OXFORDSHIRE police are no longer under surveillance for stopping and searching too many people from minority groups.

Thames Valley Police agreed to cut searches by September this year after being threatened with legal action by the Equalities and Human Rights Commission (EHRC) in 2010.

The commission said the force had “demonstrated significant and persistent race differences” in its use of the stop and search powers.

But last month the force was released from the agreement as the commission said it was satisfied it had tackled the problem.

Assistant Chief Constable Richard Bennett last night said: “This is an issue that the force has taken extremely seriously and we are pleased the commission has agreed to end the legally-binding agreement slightly earlier than expected.

“The power to stop and search is a valuable tool in tackling criminality.

“However, Thames Valley Police recognises its use must be carefully applied to ensure lawfulness and minimise disproportionality.”

He said the commission praised the training given to officers and the monitoring done by the management team.

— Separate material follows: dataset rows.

// SPDX-License-Identifier: Apache-2.0

use crate::store::{conv_err, date_text, parse_date, parse_ts, ts_text};
use crate::{Store, StoreError};
use chrono::{DateTime, NaiveDate, Utc};
use rusqlite::{params, Connection, Row};
use timebank_ledger::BankSnapshot;
use timebank_model::{ClientId, Hours, Timebank, TimebankId, TimebankName, TimebankStatus};

#[derive(Debug, Clone)]
pub struct NewTimebank {
    pub client_id: ClientId,
    pub name: TimebankName,
    pub purchased_hours: Hours,
    pub purchased_at: NaiveDate,
}

#[derive(Debug, Clone, Default)]
pub struct TimebankPatch {
    pub name: Option<TimebankName>,
    /// Adjusting the purchased pool credits or debits `remaining` by the
    /// same amount; `used` is untouched so the balance invariant holds.
    pub purchased_hours: Option<Hours>,
}

pub(crate) fn bank_from_row(row: &Row<'_>) -> rusqlite::Result<Timebank> {
    let id: String = row.get("id")?;
    let client_id: String = row.get("client_id")?;
    let name: String = row.get("name")?;
    let purchased: i64 = row.get("purchased_centi")?;
    let used: i64 = row.get("used_centi")?;
    let remaining: i64 = row.get("remaining_centi")?;
    let status: String = row.get("status")?;
    let purchased_at: String = row.get("purchased_at")?;
    let created_at: String = row.get("created_at")?;
    Ok(Timebank {
        id: TimebankId::parse(&id).map_err(conv_err)?,
        client_id: ClientId::parse(&client_id).map_err(conv_err)?,
        name: TimebankName::parse(&name).map_err(conv_err)?,
        purchased_hours: Hours::from_centihours(purchased),
        used_hours: Hours::from_centihours(used),
        remaining_hours: Hours::from_centihours(remaining),
        status: TimebankStatus::parse(&status).map_err(conv_err)?,
        purchased_at: parse_date(&purchased_at).map_err(conv_err)?,
        created_at: parse_ts(&created_at).map_err(conv_err)?,
    })
}

pub(crate) const BANK_COLUMNS: &str = "id, client_id, name, purchased_centi, used_centi, \
     remaining_centi, status, purchased_at, created_at";

pub(crate) fn get_bank_tx(conn: &Connection, id: &TimebankId) -> Result<Timebank, StoreError> {
    let sql = format!("SELECT {BANK_COLUMNS} FROM timebanks WHERE id = ?1");
    let mut stmt = conn.prepare(&sql)?;
    let mut rows = stmt.query([id.to_string()])?;
    match rows.next()? {
        Some(row) => Ok(bank_from_row(row)?),
        None => Err(StoreError::not_found(format!("timebank {id} not found"))),
    }
}

impl Store {
    pub fn create_timebank(
        &self,
        new: &NewTimebank,
        now: DateTime<Utc>,
    ) -> Result<Timebank, StoreError> {
        if !new.purchased_hours.is_positive() {
            return Err(StoreError::validation(format!(
                "purchased hours must be positive, got {}",
                new.purchased_hours
            )));
        }
        let client = self.get_client(&new.client_id)?;
        if !client.active {
            return Err(StoreError::validation(format!(
                "client {} is inactive",
                new.client_id
            )));
        }
        let bank = Timebank {
            id: TimebankId::new(),
            client_id: new.client_id,
            name: new.name.clone(),
            purchased_hours: new.purchased_hours,
            used_hours: Hours::ZERO,
            remaining_hours: new.purchased_hours,
            status: TimebankStatus::Active,
            purchased_at: new.purchased_at,
            created_at: now,
        };
        let conn = self.lock()?;
        conn.execute(
            "INSERT INTO timebanks (id, client_id, name, purchased_centi, used_centi, \
             remaining_centi, status, purchased_at, created_at)
             VALUES (?1, ?2, ?3, ?4, 0, ?4, 'active', ?5, ?6)",
            params![
                bank.id.to_string(),
                bank.client_id.to_string(),
                bank.name.as_str(),
                bank.purchased_hours.centihours(),
                date_text(bank.purchased_at),
                ts_text(now),
            ],
        )?;
        Ok(bank)
    }

    pub fn get_timebank(&self, id: &TimebankId) -> Result<Timebank, StoreError> {
        let conn = self.lock()?;
        get_bank_tx(&conn, id)
    }

    pub fn list_timebanks(
        &self,
        client: Option<&ClientId>,
        status: Option<TimebankStatus>,
        limit: u32,
    ) -> Result<Vec<Timebank>, StoreError> {
        let conn = self.lock()?;
        let mut sql = format!("SELECT {BANK_COLUMNS} FROM timebanks");
        let mut clauses: Vec<String> = Vec::new();
        let mut params_vec: Vec<rusqlite::types::Value> = Vec::new();
        if let Some(client_id) = client {
            clauses.push("client_id = ?".to_string());
            params_vec.push(client_id.to_string().into());
        }
        if let Some(status) = status {
            clauses.push("status = ?".to_string());
            params_vec.push(status.as_str().to_string().into());
        }
        if !clauses.is_empty() {
            sql.push_str(" WHERE ");
            sql.push_str(&clauses.join(" AND "));
        }
        sql.push_str(" ORDER BY purchased_at, id LIMIT ?");
        params_vec.push(i64::from(limit).into());

        let mut stmt = conn.prepare(&sql)?;
        let rows = stmt.query_map(rusqlite::params_from_iter(params_vec), bank_from_row)?;
        let mut banks = Vec::new();
        for row in rows {
            banks.push(row?);
        }
        Ok(banks)
    }

    /// Balance views of the client's allocatable banks, in allocation order.
    pub fn bank_snapshots(&self, client: &ClientId) -> Result<Vec<BankSnapshot>, StoreError> {
        let conn = self.lock()?;
        let mut stmt = conn.prepare(
            "SELECT id, remaining_centi, purchased_at FROM timebanks
             WHERE client_id = ?1 AND status != 'closed'
             ORDER BY remaining_centi, purchased_at, id",
        )?;
        let rows = stmt.query_map([client.to_string()], |row| {
            let id: String = row.get(0)?;
            let remaining: i64 = row.get(1)?;
            let purchased_at: String = row.get(2)?;
            Ok(BankSnapshot {
                id: TimebankId::parse(&id).map_err(conv_err)?,
                remaining: Hours::from_centihours(remaining),
                purchased_at: parse_date(&purchased_at).map_err(conv_err)?,
            })
        })?;
        let mut snapshots = Vec::new();
        for row in rows {
            snapshots.push(row?);
        }
        Ok(snapshots)
    }

    pub fn update_timebank(
        &self,
        id: &TimebankId,
        patch: &TimebankPatch,
    ) -> Result<Timebank, StoreError> {
        let mut conn = self.lock()?;
        let tx = conn.transaction()?;
        let current = get_bank_tx(&tx, id)?;
        if current.status == TimebankStatus::Closed {
            return Err(StoreError::validation(format!(
                "timebank {id} is closed"
            )));
        }
        let next_purchased = patch.purchased_hours.unwrap_or(current.purchased_hours);
        if !next_purchased.is_positive() {
            return Err(StoreError::validation(
                "purchased hours must stay positive",
            ));
        }
        let next_remaining = next_purchased - current.used_hours;
        let next_status = timebank_ledger::next_status(current.status, next_remaining);
        tx.execute(
            "UPDATE timebanks
             SET name = ?1, purchased_centi = ?2, remaining_centi = ?3, status = ?4
             WHERE id = ?5",
            params![
                patch.name.as_ref().unwrap_or(&current.name).as_str(),
                next_purchased.centihours(),
                next_remaining.centihours(),
                next_status.as_str(),
                id.to_string(),
            ],
        )?;
        let updated = get_bank_tx(&tx, id)?;
        tx.commit()?;
        Ok(updated)
    }

    /// Terminal soft delete: the bank keeps its history but never
    /// participates in allocation again.
    pub fn close_timebank(&self, id: &TimebankId) -> Result<Timebank, StoreError> {
        let conn = self.lock()?;
        let changed = conn.execute(
            "UPDATE timebanks SET status = 'closed' WHERE id = ?1",
            [id.to_string()],
        )?;
        if changed == 0 {
            return Err(StoreError::not_found(format!("timebank {id} not found")));
        }
        get_bank_tx(&conn, id)
    }
}

#[cfg(test)]
mod tests {
    use super::*;
    use crate::{NewClient, StoreErrorCode};
    use timebank_model::{ClientName, EmailAddress, DEFAULT_WARN_THRESHOLD_PCT};

    fn store_with_client() -> (Store, ClientId) {
        let store = Store::open_in_memory().expect("store");
        let client = store
            .create_client(
                &NewClient {
                    name: ClientName::parse("Acme").expect("name"),
                    contact_email: EmailAddress::parse("ops@acme.example").expect("email"),
                    warn_threshold_pct: DEFAULT_WARN_THRESHOLD_PCT,
                    notify_on_entry: false,
                },
                Utc::now(),
            )
            .expect("client");
        (store, client.id)
    }

    fn add_bank(store: &Store, client: &ClientId, name: &str, hours: &str) -> Timebank {
        store
            .create_timebank(
                &NewTimebank {
                    client_id: *client,
                    name: TimebankName::parse(name).expect("name"),
                    purchased_hours: Hours::parse(hours).expect("hours"),
                    purchased_at: NaiveDate::from_ymd_opt(2026, 1, 15).expect("date"),
                },
                Utc::now(),
            )
            .expect("bank")
    }

    #[test]
    fn new_bank_starts_full_and_active() {
        let (store, client) = store_with_client();
        let bank = add_bank(&store, &client, "Q1 retainer", "40.00");
        assert_eq!(bank.remaining_hours, bank.purchased_hours);
        assert_eq!(bank.status, TimebankStatus::Active);
        assert!(bank.balanced());
        assert_eq!(store.get_timebank(&bank.id).expect("get"), bank);
    }

    #[test]
    fn rejects_non_positive_purchase() {
        let (store, client) = store_with_client();
        let err = store
            .create_timebank(
                &NewTimebank {
                    client_id: client,
                    name: TimebankName::parse("Empty").expect("name"),
                    purchased_hours: Hours::ZERO,
                    purchased_at: NaiveDate::from_ymd_opt(2026, 1, 15).expect("date"),
                },
                Utc::now(),
            )
            .expect_err("zero purchase");
        assert_eq!(err.code, StoreErrorCode::Validation);
    }

    #[test]
    fn purchase_adjustment_moves_remaining_and_status() {
        let (store, client) = store_with_client();
        let bank = add_bank(&store, &client, "Retainer", "10.00");
        let grown = store
            .update_timebank(
                &bank.id,
                &TimebankPatch {
                    purchased_hours: Some(Hours::parse("25.00").expect("hours")),
                    ..TimebankPatch::default()
                },
            )
            .expect("grow");
        assert_eq!(grown.remaining_hours.to_string(), "25.00");
        assert!(grown.balanced());
    }

    #[test]
    fn closed_banks_leave_the_snapshot_set() {
        let (store, client) = store_with_client();
        let keep = add_bank(&store, &client, "Keep", "5.00");
        let close = add_bank(&store, &client, "Close", "9.00");
        store.close_timebank(&close.id).expect("close");

        let snapshots = store.bank_snapshots(&client).expect("snapshots");
        assert_eq!(snapshots.len(), 1);
        assert_eq!(snapshots[0].id, keep.id);

        let err = store
            .update_timebank(&close.id, &TimebankPatch::default())
            .expect_err("closed bank is immutable");
        assert_eq!(err.code, StoreErrorCode::Validation);
    }

    #[test]
    fn snapshots_order_by_remaining_then_purchase_date() {
        let (store, client) = store_with_client();
        let big = add_bank(&store, &client, "Big", "40.00");
        let small = add_bank(&store, &client, "Small", "3.00");
        let snapshots = store.bank_snapshots(&client).expect("snapshots");
        assert_eq!(
            snapshots.iter().map(|s| s.id).collect::<Vec<_>>(),
            vec![small.id, big.id]
        );
    }
}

He added: “It has been made clear to all officers in Thames Valley Police that stop and search is a power that is to be used sensitively and only where there are reasonable grounds for doing so, and this is reflected by the results achieved.

“As a force we are focusing on training and making sure that every stop and search is lawful, proportionate and necessary.”

In January, police chiefs defended the force’s use of stop and search powers for black and Asian people after figures showed they were not meeting the targets set by the equality organisation.

Searches of black and Asian people in Oxford had gone up from July to September last year, compared to the previous three months.

The target is that for every 1,000 white people, one should be stopped and searched.

And guidelines say no more than 3.2 black people and 1.5 Asians should be stopped and searched for every 1,000.

But the figure for stop and searches for black people was 3.4 across the force and 3.7 in Oxford.

John Wadham, of the commission, said: “We are greatly encouraged by the efforts of Thames Valley Police.

“The force’s results show that the police can use intelligence to target stops and searches better.”